───── Data in this exercise ─────

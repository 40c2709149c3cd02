// SPDX-License-Identifier: BUSL-1.1
// Copyright (c) 2026 Alfred Jean LLC

use super::*;
use crate::batch::FakeSecretStore;
use crate::error::ExternalErrorKind;

fn registry(store: &FakeSecretStore) -> Registry {
    let mut registry = Registry::with_builtins();
    registry.register(store.resolver("secret"));
    registry
}

fn store() -> FakeSecretStore {
    FakeSecretStore::new()
        .with_secret("DB_PASSWORD", "hunter2")
        .with_secret("API_KEY", "k-123")
        .with_secret("SMTP_PASSWORD", "s3cret")
}

#[tokio::test]
async fn independent_lookups_share_a_batch() {
    let store = store();
    let r = resolve_with(
        "DB=secret(DB_PASSWORD)\nAPI=secret(API_KEY)\nMAIL=secret(SMTP_PASSWORD)\nCOMBINED=${DB}/${API}\n",
        &registry(&store),
        options(),
    )
    .await
    .unwrap();

    assert_eq!(value(&r, "DB"), string("hunter2"));
    assert_eq!(value(&r, "COMBINED"), string("hunter2/k-123"));
    assert_eq!(
        store.batches(),
        vec![vec![
            "API_KEY".to_string(),
            "DB_PASSWORD".to_string(),
            "SMTP_PASSWORD".to_string()
        ]]
    );
}

#[tokio::test]
async fn dependent_lookups_wait_for_their_inputs() {
    let store = store().with_secret("prod/API_KEY", "k-prod");
    let r = resolve_with(
        "PREFIX=prod\nKEY=secret(concat(ref(PREFIX), \"/API_KEY\"))\n",
        &registry(&store),
        options(),
    )
    .await
    .unwrap();
    assert_eq!(value(&r, "KEY"), string("k-prod"));
}

#[tokio::test]
async fn one_missing_secret_does_not_fail_the_others() {
    let store = store();
    store.poison_batches_with("BROKEN");
    let r = resolve_with(
        "# @optional\nMISSING=secret(NOPE)\nBAD=secret(BROKEN)\nDB=secret(DB_PASSWORD)\n",
        &registry(&store),
        options(),
    )
    .await
    .unwrap();

    assert_eq!(value(&r, "DB"), string("hunter2"));
    assert!(matches!(
        r.get("MISSING").unwrap().errors.as_slice(),
        [ItemError::Resolution(ResolutionError::External { kind: ExternalErrorKind::NotFound, .. })]
    ));
    assert!(matches!(
        r.get("BAD").unwrap().errors.as_slice(),
        [ItemError::Resolution(ResolutionError::Batch { .. })]
    ));
}

#[tokio::test]
async fn overridden_lookups_are_never_fetched() {
    let store = store();
    let r = resolve_with(
        "DB=secret(DB_PASSWORD)\nAPI=secret(API_KEY)\n",
        &registry(&store),
        options().override_var("DB", "local"),
    )
    .await
    .unwrap();
    assert_eq!(value(&r, "DB"), string("local"));
    assert_eq!(store.batches(), vec![vec!["API_KEY".to_string()]]);
}
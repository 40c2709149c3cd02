// SPDX-License-Identifier: BUSL-1.1
// Copyright (c) 2026 Alfred Jean LLC

//! Function-call values and their degradation to plain strings.

use super::helpers::{call_value, only_item, parse_raw, static_value};
use crate::ast::{Arg, Value};

#[test]
fn call_with_mixed_arguments() {
    let doc = parse_raw("A=foo(1, \"two\", key=3)");
    let call = call_value(only_item(&doc));
    assert_eq!(call.name, "foo");
    assert_eq!(call.args.len(), 3);
    assert!(matches!(&call.args.items[1], Arg::Value(Value::Static(s)) if s.content() == "two"));
    assert_eq!(call.args.items[2].key(), Some("key"));
}

#[test]
fn nested_calls() {
    let doc = parse_raw("A=concat(ref(B), \"-\", fallback(ref(C), x))");
    let call = call_value(only_item(&doc));
    assert_eq!(call.name, "concat");
    let inner: Vec<&str> = call
        .args
        .items
        .iter()
        .filter_map(|a| a.value().as_call().map(|c| c.name.as_str()))
        .collect();
    assert_eq!(inner, vec!["ref", "fallback"]);
}

#[test]
fn empty_argument_list() {
    let doc = parse_raw("A=now()");
    let call = call_value(only_item(&doc));
    assert!(call.args.is_empty());
}

#[test]
fn call_keeps_source_spacing() {
    let input = "A=f( a ,b ) # note";
    let doc = parse_raw(input);
    let call = call_value(only_item(&doc));
    let args: Vec<String> = call.args.items.iter().map(|a| a.to_string()).collect();
    assert_eq!(args, vec!["a", "b"]);
    assert_eq!(doc.to_string(), input);
    assert_eq!(only_item(&doc).value.as_ref().unwrap().canonical(), "f(a, b)");
}

#[test]
fn unquoted_argument_may_contain_spaces() {
    let doc = parse_raw("A=exec(echo hello world)");
    let call = call_value(only_item(&doc));
    assert_eq!(call.args.items[0].to_string(), "echo hello world");
}

#[yare::parameterized(
    digit_start       = { "A=1abc(x)" },
    unclosed          = { "A=foo(" },
    unclosed_args     = { "A=foo(a, b" },
    text_after_call   = { "A=foo(x) bar" },
    missing_arg       = { "A=foo(a,,b)" },
    space_before_args = { "A=foo (x)" },
)]
fn malformed_calls_degrade_to_strings(input: &str) {
    let doc = parse_raw(input);
    let value = static_value(only_item(&doc));
    assert_eq!(value.quote, None);
    assert_eq!(value.content(), &input[2..]);
}
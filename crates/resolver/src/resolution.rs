// SPDX-License-Identifier: BUSL-1.1
// Copyright (c) 2026 Alfred Jean LLC

//! The result of resolving a document.

use crate::error::ItemError;
use crate::value::ResolvedValue;
use indexmap::IndexMap;
use serde::Serialize;
use std::fmt::Write;

/// Final state of one key.
#[derive(Debug, Clone, PartialEq, Serialize)]
pub struct ResolvedItem {
    pub key: String,
    pub value: ResolvedValue,
    pub required: bool,
    pub sensitive: bool,
    /// The value came from the overrides, not the document.
    pub overridden: bool,
    #[serde(skip_serializing_if = "Option::is_none")]
    pub description: Option<String>,
    #[serde(skip_serializing_if = "Vec::is_empty")]
    pub aliases: Vec<String>,
    #[serde(skip)]
    pub errors: Vec<ItemError>,
}

impl ResolvedItem {
    pub fn is_valid(&self) -> bool {
        self.errors.is_empty()
    }

    /// The value, or the redaction placeholder when the item is sensitive.
    pub fn display_value(&self) -> String {
        if self.sensitive {
            self.value.redacted()
        } else {
            self.value.to_string()
        }
    }
}

/// Every key of a document, in order of first definition.
#[derive(Debug, Clone, Default, PartialEq, Serialize)]
pub struct Resolution {
    items: IndexMap<String, ResolvedItem>,
    #[serde(skip_serializing_if = "Option::is_none")]
    env_name: Option<String>,
}

impl Resolution {
    pub(crate) fn new(items: IndexMap<String, ResolvedItem>, env_name: Option<String>) -> Self {
        Self { items, env_name }
    }

    /// Look an item up by key, then by `@alias`.
    pub fn get(&self, name: &str) -> Option<&ResolvedItem> {
        self.items
            .get(name)
            .or_else(|| self.items.values().find(|i| i.aliases.iter().any(|a| a == name)))
    }

    pub fn value(&self, name: &str) -> Option<&ResolvedValue> {
        self.get(name).map(|i| &i.value)
    }

    pub fn items(&self) -> impl Iterator<Item = &ResolvedItem> {
        self.items.values()
    }

    pub fn keys(&self) -> impl Iterator<Item = &str> {
        self.items.keys().map(String::as_str)
    }

    pub fn len(&self) -> usize {
        self.items.len()
    }

    pub fn is_empty(&self) -> bool {
        self.items.is_empty()
    }

    /// Current environment name, from the key named by `@envFlag`.
    pub fn env_name(&self) -> Option<&str> {
        self.env_name.as_deref()
    }

    pub fn is_valid(&self) -> bool {
        self.items.values().all(ResolvedItem::is_valid)
    }

    /// Every validation error, keyed by item.
    pub fn errors(&self) -> Vec<(&str, &ItemError)> {
        self.items
            .values()
            .flat_map(|i| i.errors.iter().map(move |e| (i.key.as_str(), e)))
            .collect()
    }

    /// Defined values as environment variables. Undefined items are left out.
    pub fn to_env_map(&self) -> IndexMap<String, String> {
        self.items
            .values()
            .filter_map(|i| Some((i.key.clone(), i.value.to_env_string()?)))
            .collect()
    }

    /// `KEY=value` lines with sensitive values redacted, for logs and terminals.
    pub fn redacted_display(&self) -> String {
        let mut out = String::new();
        for item in self.items.values() {
            let _ = writeln!(out, "{}={}", item.key, item.display_value());
        }
        out
    }
}

#[cfg(test)]
#[path = "resolution_tests.rs"]
mod tests;
// SPDX-License-Identifier: BUSL-1.1
// Copyright (c) 2026 Alfred Jean LLC

//! `fallback` and `coalesce`.
//!
//! Both evaluate their arguments left to right and stop at the first
//! acceptable one; later arguments are never evaluated.

use crate::error::{ResolutionError, SchemaError};
use crate::expr::CallContext;
use crate::registry::{no_state, ArgsView, ProcessedState, Resolver};
use crate::value::ResolvedValue;
use async_trait::async_trait;

async fn first_matching(
    ctx: &CallContext<'_>,
    accept: fn(&ResolvedValue) -> bool,
) -> Result<ResolvedValue, ResolutionError> {
    for index in 0..ctx.len() {
        let value = match ctx.arg(index).await {
            Ok(value) => value,
            // a strict unknown reference counts as undefined here
            Err(ResolutionError::UnknownReference(_)) => ResolvedValue::Undefined,
            Err(e) => return Err(e),
        };
        if accept(&value) {
            return Ok(value);
        }
    }
    Ok(ResolvedValue::Undefined)
}

/// `fallback(...)`: first value that is neither undefined nor `""`.
/// This is what `${NAME:-default}` expands to.
pub struct Fallback;

#[async_trait]
impl Resolver for Fallback {
    fn name(&self) -> &str {
        "fallback"
    }

    fn process(&self, args: &ArgsView<'_>) -> Result<ProcessedState, SchemaError> {
        args.positional()?;
        Ok(no_state())
    }

    async fn resolve(&self, ctx: &CallContext<'_>) -> Result<ResolvedValue, ResolutionError> {
        first_matching(ctx, |v| !v.is_empty()).await
    }
}

/// `coalesce(...)`: first value that is not undefined; `""` counts as set.
/// This is what `${NAME-default}` expands to.
pub struct Coalesce;

#[async_trait]
impl Resolver for Coalesce {
    fn name(&self) -> &str {
        "coalesce"
    }

    fn process(&self, args: &ArgsView<'_>) -> Result<ProcessedState, SchemaError> {
        args.positional()?;
        Ok(no_state())
    }

    async fn resolve(&self, ctx: &CallContext<'_>) -> Result<ResolvedValue, ResolutionError> {
        first_matching(ctx, |v| !v.is_undefined()).await
    }
}
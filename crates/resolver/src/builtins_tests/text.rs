// SPDX-License-Identifier: BUSL-1.1
// Copyright (c) 2026 Alfred Jean LLC

use super::*;

// ============================================================================
// concat
// ============================================================================

#[yare::parameterized(
    strings     = { r#"concat("a", "b", "c")"#, "abc" },
    empty       = { "concat()", "" },
    numbers     = { "concat(1, 2.5, true)", "12.5true" },
    undefined   = { r#"concat("a", undefined, "b")"#, "ab" },
    expanded    = { r#""postgres://${USER}@host""#, "postgres://@host" },
)]
fn concat(src: &str, expected: &str) {
    assert_eq!(block_on(eval(src)).unwrap(), string(expected));
}

#[test]
fn concat_rejects_named_args() {
    assert!(matches!(compile("concat(a=1)"), Err(SchemaError::InvalidArgs { .. })));
}

// ============================================================================
// replace
// ============================================================================

#[yare::parameterized(
    first_only   = { r#"replace("a-b-c", "-", "_")"#, string("a_b-c") },
    no_match     = { r#"replace("abc", "x", "y")"#, string("abc") },
    removal      = { r#"replace("v1.2.3", "v", "")"#, string("1.2.3") },
    number_input = { r#"replace(8080, "80", "90")"#, string("9080") },
    undefined    = { r#"replace(undefined, "a", "b")"#, ResolvedValue::Undefined },
)]
fn replace(src: &str, expected: ResolvedValue) {
    assert_eq!(block_on(eval(src)).unwrap(), expected);
}

#[yare::parameterized(
    too_few  = { r#"replace("a", "b")"# },
    too_many = { r#"replace("a", "b", "c", "d")"# },
)]
fn replace_arity(src: &str) {
    assert!(matches!(compile(src), Err(SchemaError::InvalidArgs { .. })));
}

// ============================================================================
// remap
// ============================================================================

#[yare::parameterized(
    matched       = { "remap(prod, production=prod, development=dev)", "production" },
    second_match  = { "remap(dev, production=prod, development=dev)", "development" },
    no_match      = { "remap(qa, production=prod, development=dev)", "qa" },
    number_match  = { "remap(1, enabled=1, disabled=0)", "enabled" },
    no_pairs      = { "remap(value)", "value" },
)]
fn remap(src: &str, expected: &str) {
    assert_eq!(block_on(eval(src)).unwrap().to_string(), expected);
}

#[tokio::test]
async fn remap_matches_resolved_values() {
    let scope = Scope::new(options())
        .with_values([("BRANCH", string("main")), ("MAIN", string("main"))]);
    assert_eq!(
        eval_in("remap($BRANCH, production=$MAIN, preview=other)", &scope)
            .await
            .unwrap(),
        string("production")
    );
}

#[tokio::test]
async fn remap_keeps_undefined() {
    assert_eq!(
        eval("remap(undefined, empty=\"\")").await.unwrap(),
        ResolvedValue::Undefined
    );
}

#[yare::parameterized(
    no_args        = { "remap()" },
    named_first    = { "remap(a=b)" },
    positional_pair = { "remap(a, b)" },
)]
fn remap_shape_errors(src: &str) {
    assert!(matches!(compile(src), Err(SchemaError::InvalidArgs { .. })));
}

─────

*Exercise goal*:
Copy out all lines from the records where the word "crates" appears.

*Your solution*:
filename crates/resolver/src/resolution.rs
filename crates/resolver/src/builtins_tests/text.rs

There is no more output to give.